Those are my reasons for a truck crane. Try that with a fork lift. My loader loaded 2 hives at a time on the truck, so it took 4 times longer than a fork lift to load the truck. BUT on California's poooor highways, I am not restricted to the destroyed right two lanes with truck and crane.


----------



## Ian

>> leaf blower my skid steer and my back

ya, thats was my set up

>>tell us how long does it take to set that up and get all the bees out of the supers? 

I set four yards of 32 one day, pull them off the next, extract the following. The avaliability of boxes restricts how many yards I can pull each day. IF I get into a good rythem, I can have supers in the honey house for rain days. As the pull progresses, and I accumulate more boxes, I will set until I run out of equipment, pull till the hot room is full, and extract. This year I extracted 120000 lbs in twenty or so days during the pull

I change over one box, and leave the hives over the escape boards 1 or 2 nights. At the beginning I needed 2 nights, but as things went on, I found most bees had left after one night. And by that I mean 85-90%

The escape boards follow all the same rules as puling with other methods. If there is brood up there, no bees leave. Also any cracks in the upper supers will cause problems with robbing. I found out the hard way.
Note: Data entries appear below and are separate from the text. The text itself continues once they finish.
//! Construction step functions
//!
//! One pure function per construction step. State the steps need (chain
//! tip, protocol parameters) comes in as arguments, so the whole flow can
//! run against any data source and is trivially testable.

use crate::build::build_unsigned_transaction;
use crate::fees::{implied_fee, minimum_fee, updated_tx_size};
use crate::size::estimate_transaction_size;
use crate::translate::translate_operations;
use crate::witness::{SignatureEntry, assemble_witness_set};
use tekton_codec::{
    TransactionExtraData, decode_envelope, decode_signed_transaction, encode_envelope,
    encode_signed_transaction,
};
use tekton_common::address::{
    base_address, enterprise_address, reward_address, validate_public_key,
};
use tekton_common::crypto::hash_256;
use tekton_common::operations::{Operation, PublicKey};
use tekton_common::protocol::{DEFAULT_RELATIVE_TTL, DepositParameters, ProtocolParameters};
use tekton_common::{ConstructionError, NetworkId};
use tracing::{debug, info};

pub const SIGNATURE_TYPE_ED25519: &str = "ed25519";

/// Which address form `derive` produces
#[derive(Debug, Clone, Copy, PartialEq, Eq)]
pub enum AddressType {
    Base,
    Reward,
    Enterprise,
}

impl AddressType {
    pub fn from_name(name: &str) -> Result<Self, ConstructionError> {
        match name.to_ascii_lowercase().as_str() {
            "base" => Ok(Self::Base),
            "reward" => Ok(Self::Reward),
            "enterprise" => Ok(Self::Enterprise),
            _ => Err(ConstructionError::InvalidAddressType(name.to_string())),
        }
    }
}

#[derive(Debug, Clone, PartialEq, Eq)]
pub struct PreprocessResponse {
    pub relative_ttl: u64,
    pub transaction_size: u64,
}

/// Estimate the transaction size for the fee suggestion in `metadata`.
/// The size is taken at TTL 0; `metadata` adjusts for the real TTL.
pub fn preprocess(
    network: NetworkId,
    operations: &[Operation],
    relative_ttl: Option<u64>,
    deposits: &DepositParameters,
) -> Result<PreprocessResponse, ConstructionError> {
    let relative_ttl = relative_ttl.unwrap_or(DEFAULT_RELATIVE_TTL);
    let transaction_size = estimate_transaction_size(network, operations, deposits)?;
    info!(relative_ttl, transaction_size, "preprocessed transaction");
    Ok(PreprocessResponse {
        relative_ttl,
        transaction_size,
    })
}

#[derive(Debug, Clone, PartialEq, Eq)]
pub struct MetadataResponse {
    /// Absolute slot the transaction stays valid until
    pub ttl: u64,
    pub suggested_fee: u64,
}

/// Resolve the relative TTL against the chain tip and suggest a fee for
/// the size estimated in `preprocess`
pub fn metadata(
    relative_ttl: u64,
    transaction_size: u64,
    tip_slot: u64,
    params: &ProtocolParameters,
) -> MetadataResponse {
    let ttl = tip_slot + relative_ttl;
    let size = updated_tx_size(transaction_size, 0, ttl);
    let suggested_fee = minimum_fee(size, params);
    debug!(ttl, size, suggested_fee, "resolved construction metadata");
    MetadataResponse { ttl, suggested_fee }
}

/// What one signer has to sign
#[derive(Debug, Clone, PartialEq, Eq)]
pub struct SigningPayload {
    pub address: String,

    /// Blake2b-256 body hash as hex
    pub hex_bytes: String,
    pub signature_type: &'static str,
}

#[derive(Debug, Clone, PartialEq, Eq)]
pub struct PayloadsResponse {
    /// Unsigned transaction envelope as hex
    pub unsigned_transaction: String,
    pub payloads: Vec<SigningPayload>,
}

/// Build the unsigned transaction and the signing payload for each
/// required signer
pub fn payloads(
    network: NetworkId,
    operations: &[Operation],
    ttl: u64,
    deposits: &DepositParameters,
) -> Result<PayloadsResponse, ConstructionError> {
    let translated = translate_operations(network, operations)?;
    let fee = implied_fee(&translated, deposits)?;
    let unsigned = build_unsigned_transaction(&translated, ttl, fee)?;

    let envelope = encode_envelope(
        &unsigned.body_hex,
        &TransactionExtraData {
            operations: operations.to_vec(),
            transaction_metadata_hex: unsigned.auxiliary_data_hex.clone(),
        },
    )
    .map_err(|e| ConstructionError::CantEncodeExtraData(e.to_string()))?;

    let payloads = unsigned
        .addresses
        .iter()
        .map(|address| SigningPayload {
            address: address.clone(),
            hex_bytes: unsigned.hash.clone(),
            signature_type: SIGNATURE_TYPE_ED25519,
        })
        .collect();

    info!(ttl, fee, signers = unsigned.addresses.len(), "built unsigned transaction");
    Ok(PayloadsResponse {
        unsigned_transaction: envelope,
        payloads,
    })
}

/// Attach signatures to an unsigned envelope, producing the signed envelope
pub fn combine(
    unsigned_envelope_hex: &str,
    signatures: &[SignatureEntry],
) -> Result<String, ConstructionError> {
    let (body_hex, extra) = decode_envelope(unsigned_envelope_hex)
        .map_err(|e| ConstructionError::deserialization(e.to_string()))?;
    let body_bytes =
        hex::decode(&body_hex).map_err(|e| ConstructionError::deserialization(e.to_string()))?;

    let witness_set = assemble_witness_set(signatures)?;

    let aux_bytes = match &extra.transaction_metadata_hex {
        Some(aux_hex) => Some(
            hex::decode(aux_hex)
                .map_err(|e| ConstructionError::deserialization(e.to_string()))?,
        ),
        None => None,
    };

    let signed = encode_signed_transaction(&body_bytes, &witness_set, aux_bytes.as_deref())
        .map_err(|e| ConstructionError::CantCreateSignedTransaction(e.to_string()))?;

    info!(witnesses = signatures.len(), "combined signed transaction");
    encode_envelope(&hex::encode(&signed), &extra)
        .map_err(|e| ConstructionError::CantEncodeExtraData(e.to_string()))
}

/// Hash of a signed transaction - Blake2b-256 over the raw body bytes, so
/// it matches the hash the signatures were made over
pub fn transaction_hash(signed_envelope_hex: &str) -> Result<String, ConstructionError> {
    let (inner_hex, _) = decode_envelope(signed_envelope_hex)
        .map_err(|e| ConstructionError::deserialization(e.to_string()))?;
    let inner =
        hex::decode(&inner_hex).map_err(|e| ConstructionError::deserialization(e.to_string()))?;
    let tx = decode_signed_transaction(&inner)
        .map_err(|e| ConstructionError::ParseSignedTransactionError(e.to_string()))?;
    Ok(hex::encode(hash_256(&tx.body_bytes)))
}

/// Derive an address from a public key. The default form is enterprise;
/// base addresses need a staking key, and reward addresses fall back to
/// the spending key when no staking key is given.
pub fn derive(
    network: NetworkId,
    public_key: &PublicKey,
    staking_credential: Option<&PublicKey>,
    address_type: Option<AddressType>,
) -> Result<String, ConstructionError> {
    let payment_key = validate_public_key(&public_key.hex_bytes)?;

    match address_type.unwrap_or(AddressType::Enterprise) {
        AddressType::Base => {
            let staking = staking_credential.ok_or(ConstructionError::StakingKeyMissing)?;
            let staking_key = validate_public_key(&staking.hex_bytes)
                .map_err(|e| ConstructionError::InvalidStakingKeyFormat(e.to_string()))?;
            base_address(network, &payment_key, &staking_key).to_string()
        }
        AddressType::Reward => {
            let staking_key = match staking_credential {
                Some(credential) => validate_public_key(&credential.hex_bytes)
                    .map_err(|e| ConstructionError::InvalidStakingKeyFormat(e.to_string()))?,
                None => payment_key,
            };
            reward_address(network, &staking_key).to_string()
        }
        AddressType::Enterprise => enterprise_address(network, &payment_key).to_string(),
    }
}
ONe point to mention, if your honey supers have had brood in them, even as far back as last season, the bees will be slow to clear


----------



## Allen Martens

Ian

How many supers are you pulling from 4 yards?


----------



## Ian

average 3-4 per hive, probably much the same as you supering habits
change over one during the first pull, add another, and pull 1-2 on second pull, and one on third if there is a late flow


----------



## Allen Martens

Ian

What I was wondering is how many supers were you collecting from the 4 yards at one time? How many hours does it take to put the escapes on 4 yards and how many hours to collect the supers?


----------



## Ian

3-4 supers per hive on 32 hive yards, 4-6 yards setting one day, pulling after one night or two. Its a bit slower than humping boxes. This is my first year using the boards. I have learnt alot of tricks to quicken things up. Looking towards next year, I will be on the same pace if not quicker than humping boxes. Timing is alot of it. But you can also look at it this way. Its alot easier to deal with weather issues. If you set all your boxes, and it rains. Pick them up after the rain. no worry about setting boxes into a down pour 

You cant beat 5 guys pulling boxes off a yard. This machine used with the escape boards is not going to keep up to that pace. But if you can pull and extract an average of 1-2 yards per day ( 1st pull honey volume) your looking at 12-14 days to tackle 25 yards and barrel 75000 lbs of first pull honey. Thats what I did anyway. I want to try to cut that time down to 10 days.


----------



## Ian

I have my hives set up on two hive migratory style pallets. Today I set out from the dinner table at 1, and was back at the yard with 80 hives from two yards 6 miles apart by 3:30. Its how I am moving all my hives now. Makes better use of my investment. 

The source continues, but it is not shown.